Popular "Banksy" social media accounts shared an image of sorrow and hope Wednesday after an attack on the Paris office of the satirical newspaper Charlie Hebdo left 12 people dead.
UPDATE: The drawing has been identified as being by French illustrator Lucille Clerc. The @Banksy Instagram account now credits Clerc after initially posting the picture without attribution.
Both posts carried only the message "RIP".
The image quickly went viral, but many have since expressed skepticism about whether Banksy is really behind the image.

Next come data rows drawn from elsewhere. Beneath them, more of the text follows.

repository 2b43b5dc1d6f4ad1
//! TOML config file loading and creation.

mod loader;
mod paths;
mod template;


pub use loader::{load_default, load_from_path};
pub use paths::{create_default_config, default_config_path};
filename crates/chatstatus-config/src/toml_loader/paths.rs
//! Config path resolution and default file creation.

use chatstatus_common::ConfigError;
use std::path::Path;
use tracing::info;

use super::template::default_config_toml;

/// Get the platform-specific default config file path.
pub fn default_config_path() -> Result<std::path::PathBuf, ConfigError> {
    let config_dir = dirs::config_dir()
        .ok_or_else(|| ConfigError::ParseError("could not determine config directory".into()))?;
    Ok(config_dir.join("chatstatus").join("config.toml"))
}

/// Create a default TOML config file with documentation comments.
pub fn create_default_config(path: &Path) -> Result<(), ConfigError> {
    if let Some(parent) = path.parent() {
        std::fs::create_dir_all(parent).map_err(|e| {
            ConfigError::ParseError(format!(
                "failed to create config directory {}: {e}",
                parent.display()
            ))
        })?;
    }

    std::fs::write(path, default_config_toml()).map_err(|e| {
        ConfigError::ParseError(format!(
            "failed to write default config to {}: {e}",
            path.display()
        ))
    })?;

    info!("created default config at {}", path.display());
    Ok(())
}
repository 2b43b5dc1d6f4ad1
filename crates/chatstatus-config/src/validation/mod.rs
//! Full configuration validation.
//!
//! Each section has its own submodule; this orchestrator calls them all
//! and collects errors into a single `ConfigError`.

mod connection;
mod helpers;


use crate::schema::ChatStatusConfig;
use chatstatus_common::ConfigError;

/// Run all validations on a config, collecting all errors.
pub fn validate(config: &ChatStatusConfig) -> Result<(), ConfigError> {
    let mut errors: Vec<String> = Vec::new();

    connection::validate_connection(&mut errors, config);

    if errors.is_empty() {
        Ok(())
    } else {
        Err(ConfigError::ValidationError(errors.join("; ")))
    }
}
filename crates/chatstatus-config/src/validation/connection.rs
//! Connection section validation.

use super::helpers::validate_range;
use crate::schema::{
    ChatStatusConfig, CONNECT_TIMEOUT_RANGE, PING_INTERVAL_RANGE, RETRY_INTERVAL_RANGE,
};

/// Validate relay address and timer ranges.
pub(crate) fn validate_connection(errors: &mut Vec<String>, config: &ChatStatusConfig) {
    let conn = &config.connection;

    let server = conn.server.trim();
    if server.is_empty() {
        errors.push("connection.server must not be empty".into());
    } else if server.contains("://") || server.contains('/') {
        errors.push(format!(
            "connection.server = {server:?} must be a bare host, without scheme or path"
        ));
    }

    validate_range(
        errors,
        "connection.ping_interval_seconds",
        conn.ping_interval_seconds,
        PING_INTERVAL_RANGE,
    );
    validate_range(
        errors,
        "connection.retry_interval_seconds",
        conn.retry_interval_seconds,
        RETRY_INTERVAL_RANGE,
    );
    validate_range(
        errors,
        "connection.connect_timeout_seconds",
        conn.connect_timeout_seconds,
        CONNECT_TIMEOUT_RANGE,
    );
}
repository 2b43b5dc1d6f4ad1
//! Line commands read from stdin.

use chatstatus_client::{FeedMessage, LocalSignal};
use chatstatus_common::{MessageId, UserId};

pub const HELP: &str = "\
commands:
  focus                  input box gained focus
  blur                   input box lost focus
  key                    one keystroke
  loaded <id>...         initial feed batch, as id or id:author
  message <id> <user>    a live message arrived
  self on|off            show or hide your own indicator
  fail <asset>           a collaborator failed to load
  help                   this text
  quit                   leave the room";

#[derive(Debug, Clone, PartialEq, Eq)]
pub enum Command {
    Signal(LocalSignal),
    Help,
    Quit,
}

#[derive(Debug, thiserror::Error, PartialEq, Eq)]
pub enum CommandError {
    #[error("unknown command: {0}")]
    Unknown(String),

    #[error("usage: {0}")]
    Usage(&'static str),

    #[error("invalid message id: {0}")]
    BadId(String),
}

/// Parse one input line. Blank lines yield `Ok(None)`.
pub fn parse_command(line: &str) -> Result<Option<Command>, CommandError> {
    let mut words = line.split_whitespace();
    let Some(name) = words.next() else {
        return Ok(None);
    };
    let rest: Vec<&str> = words.collect();

    let command = match (name, rest.as_slice()) {
        ("focus", []) => Command::Signal(LocalSignal::FocusChanged(true)),
        ("blur", []) => Command::Signal(LocalSignal::FocusChanged(false)),
        ("key", []) => Command::Signal(LocalSignal::Keystroke),
        ("loaded", ids) => {
            let messages = ids
                .iter()
                .map(|entry| parse_loaded(entry))
                .collect::<Result<Vec<_>, _>>()?;
            Command::Signal(LocalSignal::FeedLoaded { messages })
        }
        ("message", [id, user]) => Command::Signal(LocalSignal::MessageAdded(FeedMessage::new(
            parse_id(id)?,
            UserId::new(*user),
        ))),
        ("message", _) => return Err(CommandError::Usage("message <id> <user>")),
        ("self", ["on"]) => Command::Signal(LocalSignal::SetShowSelf(true)),
        ("self", ["off"]) => Command::Signal(LocalSignal::SetShowSelf(false)),
        ("self", _) => return Err(CommandError::Usage("self on|off")),
        ("fail", [asset]) => Command::Signal(LocalSignal::CollaboratorFailed {
            name: (*asset).to_string(),
        }),
        ("fail", _) => return Err(CommandError::Usage("fail <asset>")),
        ("help", []) => Command::Help,
        ("quit", []) | ("exit", []) => Command::Quit,
        _ => return Err(CommandError::Unknown(line.trim().to_string())),
    };
    Ok(Some(command))
}

/// `id` or `id:author`. Authors are irrelevant to the initial batch.
fn parse_loaded(entry: &str) -> Result<FeedMessage, CommandError> {
    let (id, author) = entry.split_once(':').unwrap_or((entry, ""));
    Ok(FeedMessage::new(parse_id(id)?, UserId::new(author)))
}

fn parse_id(raw: &str) -> Result<MessageId, CommandError> {
    match raw.parse::<u64>() {
        Ok(0) | Err(_) => Err(CommandError::BadId(raw.to_string())),
        Ok(id) => Ok(MessageId(id)),
    }
}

The page the drawing was shared from was initially verified by Facebook, but that verification was removed in early 2014. Banksy's publicist Jo Brooks told Animal New York that the page is "100 per cent fake" and the artist's website says Banksy is "not on Facebook and has never used Twitter."
Some have speculated, however, that the denials are all part of cultivating Banksy's puzzling persona.
Business Insider points out that @Banksy Instagram account shares work by other artists, often without attribution. In 2013, The New York Times identified a different Instagram account as being linked to the artist.
Many users on Twitter noticed that similar pictures by different artists were shared before the "Banksy" posts.
Tuez un dessinateur, vous en créerez deux.January 7, 2015
If that really is a Banksy offering, then he has nabbed the idea wholesale from a cartoon I saw earlier this afternoon. Just THIEVED it.— Aaron Abernethy (@theronster) January 8, 2015
Regardless of whether the real Banksy is behind the drawing, there's no denying it's a powerful image.